**Aim of the exercise:**
Reproduce exactly, and only, the lines running from the start of the entries below to the line containing "tree is deeper".

>>>>>

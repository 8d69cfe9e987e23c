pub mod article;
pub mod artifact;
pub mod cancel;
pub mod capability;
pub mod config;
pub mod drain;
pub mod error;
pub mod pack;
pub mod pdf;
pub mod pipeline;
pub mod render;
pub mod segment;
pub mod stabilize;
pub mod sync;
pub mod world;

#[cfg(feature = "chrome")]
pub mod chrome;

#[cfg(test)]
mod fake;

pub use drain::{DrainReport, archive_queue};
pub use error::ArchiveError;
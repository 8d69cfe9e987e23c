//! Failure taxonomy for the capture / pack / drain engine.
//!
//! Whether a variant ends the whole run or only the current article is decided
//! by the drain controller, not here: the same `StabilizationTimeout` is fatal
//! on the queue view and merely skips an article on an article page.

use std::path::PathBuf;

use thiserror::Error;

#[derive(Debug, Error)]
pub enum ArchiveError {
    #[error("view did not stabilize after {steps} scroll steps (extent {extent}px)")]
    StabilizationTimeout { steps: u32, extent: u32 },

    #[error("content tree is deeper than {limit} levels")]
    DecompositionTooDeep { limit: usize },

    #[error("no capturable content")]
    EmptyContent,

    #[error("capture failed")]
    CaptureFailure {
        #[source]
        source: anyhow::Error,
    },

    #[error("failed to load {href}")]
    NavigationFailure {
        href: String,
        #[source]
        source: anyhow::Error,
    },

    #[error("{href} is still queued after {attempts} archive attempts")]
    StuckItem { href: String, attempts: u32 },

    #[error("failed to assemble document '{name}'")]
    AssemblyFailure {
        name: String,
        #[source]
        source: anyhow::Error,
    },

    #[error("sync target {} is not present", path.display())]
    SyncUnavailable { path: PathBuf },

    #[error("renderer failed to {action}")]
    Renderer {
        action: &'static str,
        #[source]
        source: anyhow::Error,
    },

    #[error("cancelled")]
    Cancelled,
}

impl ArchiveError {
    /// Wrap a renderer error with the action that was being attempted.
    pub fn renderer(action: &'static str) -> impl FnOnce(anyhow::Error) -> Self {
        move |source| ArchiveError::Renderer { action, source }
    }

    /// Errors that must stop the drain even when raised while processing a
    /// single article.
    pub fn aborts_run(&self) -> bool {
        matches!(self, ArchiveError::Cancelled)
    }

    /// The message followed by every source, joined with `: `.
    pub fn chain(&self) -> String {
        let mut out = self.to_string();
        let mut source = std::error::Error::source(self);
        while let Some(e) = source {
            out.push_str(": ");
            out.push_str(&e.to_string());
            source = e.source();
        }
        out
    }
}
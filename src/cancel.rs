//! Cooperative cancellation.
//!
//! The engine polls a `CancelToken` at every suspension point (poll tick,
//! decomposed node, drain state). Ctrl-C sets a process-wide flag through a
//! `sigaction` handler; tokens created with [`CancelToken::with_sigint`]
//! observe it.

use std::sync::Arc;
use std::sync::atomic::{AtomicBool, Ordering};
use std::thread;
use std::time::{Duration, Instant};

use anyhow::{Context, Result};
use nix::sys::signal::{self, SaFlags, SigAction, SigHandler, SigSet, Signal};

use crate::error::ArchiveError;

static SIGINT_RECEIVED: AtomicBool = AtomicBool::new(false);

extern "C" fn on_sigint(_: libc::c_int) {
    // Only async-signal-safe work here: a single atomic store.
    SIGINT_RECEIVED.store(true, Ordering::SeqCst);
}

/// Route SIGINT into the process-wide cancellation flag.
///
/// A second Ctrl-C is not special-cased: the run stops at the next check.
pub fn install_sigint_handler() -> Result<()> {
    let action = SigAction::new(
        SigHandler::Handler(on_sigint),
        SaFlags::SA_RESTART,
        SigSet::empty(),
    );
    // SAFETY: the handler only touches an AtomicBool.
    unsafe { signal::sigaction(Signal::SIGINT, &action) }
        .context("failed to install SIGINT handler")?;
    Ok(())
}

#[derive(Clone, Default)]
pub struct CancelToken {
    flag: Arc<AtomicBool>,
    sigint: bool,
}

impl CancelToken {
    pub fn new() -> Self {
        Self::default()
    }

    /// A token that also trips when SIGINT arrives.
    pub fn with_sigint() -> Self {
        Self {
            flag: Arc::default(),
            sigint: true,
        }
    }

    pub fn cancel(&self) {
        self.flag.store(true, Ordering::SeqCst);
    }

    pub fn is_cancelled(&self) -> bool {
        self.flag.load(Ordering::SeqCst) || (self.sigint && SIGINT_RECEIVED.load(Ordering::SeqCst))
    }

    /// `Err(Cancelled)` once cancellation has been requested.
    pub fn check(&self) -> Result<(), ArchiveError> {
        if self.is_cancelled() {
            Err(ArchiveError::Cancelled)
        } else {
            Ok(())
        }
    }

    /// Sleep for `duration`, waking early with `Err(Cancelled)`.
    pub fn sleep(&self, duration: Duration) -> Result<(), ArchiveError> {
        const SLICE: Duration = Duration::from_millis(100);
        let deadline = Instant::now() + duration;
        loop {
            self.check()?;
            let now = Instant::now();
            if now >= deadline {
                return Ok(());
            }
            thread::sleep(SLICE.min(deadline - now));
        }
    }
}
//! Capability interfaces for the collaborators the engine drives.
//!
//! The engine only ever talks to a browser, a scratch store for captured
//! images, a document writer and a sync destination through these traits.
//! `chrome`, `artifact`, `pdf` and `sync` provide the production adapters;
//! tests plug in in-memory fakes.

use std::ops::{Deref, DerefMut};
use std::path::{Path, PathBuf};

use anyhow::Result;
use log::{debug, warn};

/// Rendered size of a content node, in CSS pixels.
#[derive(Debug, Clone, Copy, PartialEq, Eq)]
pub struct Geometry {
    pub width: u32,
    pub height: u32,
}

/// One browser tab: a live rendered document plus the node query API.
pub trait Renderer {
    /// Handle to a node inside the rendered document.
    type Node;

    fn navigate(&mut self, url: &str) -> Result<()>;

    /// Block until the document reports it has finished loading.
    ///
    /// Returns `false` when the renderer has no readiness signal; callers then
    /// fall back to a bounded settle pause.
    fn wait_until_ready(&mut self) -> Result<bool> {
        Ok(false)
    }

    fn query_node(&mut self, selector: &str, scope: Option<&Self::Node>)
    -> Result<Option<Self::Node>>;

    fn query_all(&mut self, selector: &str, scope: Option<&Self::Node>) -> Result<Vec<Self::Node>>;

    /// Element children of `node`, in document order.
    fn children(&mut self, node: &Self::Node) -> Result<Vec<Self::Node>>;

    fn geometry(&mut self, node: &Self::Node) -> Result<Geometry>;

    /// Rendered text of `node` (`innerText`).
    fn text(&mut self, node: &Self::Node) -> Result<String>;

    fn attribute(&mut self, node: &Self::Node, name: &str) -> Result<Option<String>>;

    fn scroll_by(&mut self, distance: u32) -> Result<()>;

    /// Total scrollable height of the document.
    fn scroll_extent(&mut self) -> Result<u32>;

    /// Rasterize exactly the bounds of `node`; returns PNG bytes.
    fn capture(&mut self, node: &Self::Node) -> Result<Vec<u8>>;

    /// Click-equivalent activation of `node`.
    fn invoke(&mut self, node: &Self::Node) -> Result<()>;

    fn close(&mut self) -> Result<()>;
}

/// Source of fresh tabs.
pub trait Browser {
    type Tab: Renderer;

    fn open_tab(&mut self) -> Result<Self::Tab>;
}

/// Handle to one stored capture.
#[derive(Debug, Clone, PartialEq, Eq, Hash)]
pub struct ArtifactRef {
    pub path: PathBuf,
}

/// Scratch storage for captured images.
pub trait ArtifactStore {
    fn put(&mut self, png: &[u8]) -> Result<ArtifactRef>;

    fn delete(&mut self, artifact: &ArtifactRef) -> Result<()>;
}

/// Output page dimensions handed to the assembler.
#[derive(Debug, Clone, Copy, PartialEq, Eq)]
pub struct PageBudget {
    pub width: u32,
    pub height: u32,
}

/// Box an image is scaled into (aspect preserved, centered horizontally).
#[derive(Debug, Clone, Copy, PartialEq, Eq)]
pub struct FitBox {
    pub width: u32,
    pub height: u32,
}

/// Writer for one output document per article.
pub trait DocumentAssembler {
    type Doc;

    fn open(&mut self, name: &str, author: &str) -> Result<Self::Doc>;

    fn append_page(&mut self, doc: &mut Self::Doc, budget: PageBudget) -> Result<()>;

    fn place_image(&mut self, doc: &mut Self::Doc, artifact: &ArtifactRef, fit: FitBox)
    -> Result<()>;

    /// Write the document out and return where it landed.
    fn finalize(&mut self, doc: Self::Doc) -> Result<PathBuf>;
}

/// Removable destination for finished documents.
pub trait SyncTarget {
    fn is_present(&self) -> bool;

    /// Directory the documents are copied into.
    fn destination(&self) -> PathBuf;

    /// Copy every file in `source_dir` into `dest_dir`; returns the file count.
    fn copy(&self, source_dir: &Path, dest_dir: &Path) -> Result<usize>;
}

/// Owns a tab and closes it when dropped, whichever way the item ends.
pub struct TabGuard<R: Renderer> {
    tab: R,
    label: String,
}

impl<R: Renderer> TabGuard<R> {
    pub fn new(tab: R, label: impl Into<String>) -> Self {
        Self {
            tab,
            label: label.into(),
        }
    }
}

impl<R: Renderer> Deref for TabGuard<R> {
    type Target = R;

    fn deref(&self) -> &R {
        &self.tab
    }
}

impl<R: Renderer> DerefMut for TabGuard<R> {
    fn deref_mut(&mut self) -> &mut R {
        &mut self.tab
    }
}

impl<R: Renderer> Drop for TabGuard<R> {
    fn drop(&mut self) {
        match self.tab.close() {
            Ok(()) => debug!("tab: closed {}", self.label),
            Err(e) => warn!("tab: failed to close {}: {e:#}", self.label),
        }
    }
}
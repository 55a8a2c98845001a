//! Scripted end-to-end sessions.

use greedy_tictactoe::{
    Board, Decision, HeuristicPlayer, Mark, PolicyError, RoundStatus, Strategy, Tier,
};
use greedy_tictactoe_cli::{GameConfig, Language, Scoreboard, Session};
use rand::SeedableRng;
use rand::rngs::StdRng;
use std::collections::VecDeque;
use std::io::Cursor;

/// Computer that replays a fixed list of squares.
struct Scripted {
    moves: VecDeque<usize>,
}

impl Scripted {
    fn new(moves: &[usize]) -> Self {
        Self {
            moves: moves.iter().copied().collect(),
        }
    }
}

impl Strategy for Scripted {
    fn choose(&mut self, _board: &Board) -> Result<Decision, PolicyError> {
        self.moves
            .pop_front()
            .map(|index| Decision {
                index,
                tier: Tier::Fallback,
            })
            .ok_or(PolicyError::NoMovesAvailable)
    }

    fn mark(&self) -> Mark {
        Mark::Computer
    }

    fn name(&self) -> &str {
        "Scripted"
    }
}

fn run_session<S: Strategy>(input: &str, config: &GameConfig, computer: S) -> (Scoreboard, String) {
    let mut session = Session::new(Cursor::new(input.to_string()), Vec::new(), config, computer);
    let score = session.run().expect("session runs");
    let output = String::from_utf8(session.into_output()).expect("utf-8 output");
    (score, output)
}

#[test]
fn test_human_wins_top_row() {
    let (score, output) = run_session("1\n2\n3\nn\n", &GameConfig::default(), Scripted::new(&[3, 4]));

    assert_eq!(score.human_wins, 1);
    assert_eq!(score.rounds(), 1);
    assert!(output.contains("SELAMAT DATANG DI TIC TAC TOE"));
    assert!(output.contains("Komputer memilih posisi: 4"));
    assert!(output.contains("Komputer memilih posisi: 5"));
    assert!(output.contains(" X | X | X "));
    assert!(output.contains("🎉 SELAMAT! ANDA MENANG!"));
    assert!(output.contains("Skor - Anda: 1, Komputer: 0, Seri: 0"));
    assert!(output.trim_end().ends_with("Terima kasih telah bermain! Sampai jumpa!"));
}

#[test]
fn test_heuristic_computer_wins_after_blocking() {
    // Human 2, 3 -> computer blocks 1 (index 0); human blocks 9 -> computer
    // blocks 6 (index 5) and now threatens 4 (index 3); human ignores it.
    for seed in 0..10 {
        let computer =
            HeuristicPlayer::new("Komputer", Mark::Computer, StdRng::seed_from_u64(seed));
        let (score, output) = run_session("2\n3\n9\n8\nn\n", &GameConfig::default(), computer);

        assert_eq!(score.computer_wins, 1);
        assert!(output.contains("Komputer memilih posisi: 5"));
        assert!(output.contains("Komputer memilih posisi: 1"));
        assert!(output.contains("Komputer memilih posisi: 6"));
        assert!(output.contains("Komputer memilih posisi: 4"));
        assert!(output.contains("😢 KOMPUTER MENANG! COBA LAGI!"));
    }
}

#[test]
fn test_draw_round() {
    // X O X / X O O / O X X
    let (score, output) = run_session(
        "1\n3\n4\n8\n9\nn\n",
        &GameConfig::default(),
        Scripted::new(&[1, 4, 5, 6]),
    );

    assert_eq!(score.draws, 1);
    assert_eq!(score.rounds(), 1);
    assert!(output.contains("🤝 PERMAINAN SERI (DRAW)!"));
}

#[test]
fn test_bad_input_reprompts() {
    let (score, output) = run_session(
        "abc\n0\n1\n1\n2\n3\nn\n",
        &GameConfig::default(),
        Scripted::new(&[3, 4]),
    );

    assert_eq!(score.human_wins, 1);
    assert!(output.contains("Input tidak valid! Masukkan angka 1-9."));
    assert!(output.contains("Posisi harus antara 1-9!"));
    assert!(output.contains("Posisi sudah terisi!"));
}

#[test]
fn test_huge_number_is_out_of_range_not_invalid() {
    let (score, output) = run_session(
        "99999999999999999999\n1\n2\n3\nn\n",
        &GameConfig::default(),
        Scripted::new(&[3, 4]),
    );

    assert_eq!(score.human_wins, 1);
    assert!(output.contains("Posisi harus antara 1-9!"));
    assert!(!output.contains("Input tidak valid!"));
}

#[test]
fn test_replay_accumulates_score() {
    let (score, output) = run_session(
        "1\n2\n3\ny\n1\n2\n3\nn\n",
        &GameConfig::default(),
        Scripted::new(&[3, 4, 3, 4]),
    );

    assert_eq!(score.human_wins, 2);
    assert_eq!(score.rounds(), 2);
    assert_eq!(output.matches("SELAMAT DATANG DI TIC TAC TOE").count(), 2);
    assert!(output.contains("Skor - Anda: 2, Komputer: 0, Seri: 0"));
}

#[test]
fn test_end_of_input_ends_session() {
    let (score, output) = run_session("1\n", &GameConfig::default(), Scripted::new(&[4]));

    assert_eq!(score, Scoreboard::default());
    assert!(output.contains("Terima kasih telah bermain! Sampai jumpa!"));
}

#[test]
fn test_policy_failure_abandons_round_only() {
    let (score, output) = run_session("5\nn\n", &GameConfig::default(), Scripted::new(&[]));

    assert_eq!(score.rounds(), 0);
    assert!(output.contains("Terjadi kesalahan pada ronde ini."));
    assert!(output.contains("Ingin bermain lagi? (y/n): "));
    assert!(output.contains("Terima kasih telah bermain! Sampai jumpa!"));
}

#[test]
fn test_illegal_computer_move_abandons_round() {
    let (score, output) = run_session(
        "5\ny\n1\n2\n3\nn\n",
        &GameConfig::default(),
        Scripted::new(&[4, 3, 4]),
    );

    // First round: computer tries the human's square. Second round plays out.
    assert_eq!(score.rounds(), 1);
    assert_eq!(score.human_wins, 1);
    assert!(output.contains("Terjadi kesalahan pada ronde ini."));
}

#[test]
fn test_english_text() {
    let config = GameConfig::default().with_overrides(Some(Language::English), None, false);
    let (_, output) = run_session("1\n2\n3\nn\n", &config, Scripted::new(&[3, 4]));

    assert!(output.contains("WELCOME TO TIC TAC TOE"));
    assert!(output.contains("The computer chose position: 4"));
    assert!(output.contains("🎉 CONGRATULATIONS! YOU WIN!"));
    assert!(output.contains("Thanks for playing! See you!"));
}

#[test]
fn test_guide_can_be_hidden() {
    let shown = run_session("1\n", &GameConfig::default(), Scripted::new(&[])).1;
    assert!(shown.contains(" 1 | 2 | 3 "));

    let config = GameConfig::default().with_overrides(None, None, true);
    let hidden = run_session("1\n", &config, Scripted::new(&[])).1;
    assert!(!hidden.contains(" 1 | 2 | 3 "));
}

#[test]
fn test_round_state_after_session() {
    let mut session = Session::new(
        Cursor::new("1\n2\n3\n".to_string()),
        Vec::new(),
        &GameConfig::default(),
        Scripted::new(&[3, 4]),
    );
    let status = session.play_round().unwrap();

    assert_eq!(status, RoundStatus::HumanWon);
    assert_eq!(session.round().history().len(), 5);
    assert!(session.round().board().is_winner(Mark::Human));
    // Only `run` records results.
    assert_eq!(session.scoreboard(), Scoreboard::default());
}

<<<<<

**Answer section:**
repository 8d69cfe9e987e23c
pub mod article;
pub mod artifact;
pub mod cancel;
pub mod capability;
pub mod config;
pub mod drain;
pub mod error;
pub mod pack;
pub mod pdf;
pub mod pipeline;
pub mod render;
pub mod segment;
pub mod stabilize;
pub mod sync;
pub mod world;

#[cfg(feature = "chrome")]
pub mod chrome;

#[cfg(test)]
mod fake;

pub use drain::{DrainReport, archive_queue};
pub use error::ArchiveError;
repository 8d69cfe9e987e23c
//! Failure taxonomy for the capture / pack / drain engine.
//!
//! Whether a variant ends the whole run or only the current article is decided
//! by the drain controller, not here: the same `StabilizationTimeout` is fatal
//! on the queue view and merely skips an article on an article page.

use std::path::PathBuf;

use thiserror::Error;

#[derive(Debug, Error)]
pub enum ArchiveError {
    #[error("view did not stabilize after {steps} scroll steps (extent {extent}px)")]
    StabilizationTimeout { steps: u32, extent: u32 },

    #[error("content tree is deeper than {limit} levels")]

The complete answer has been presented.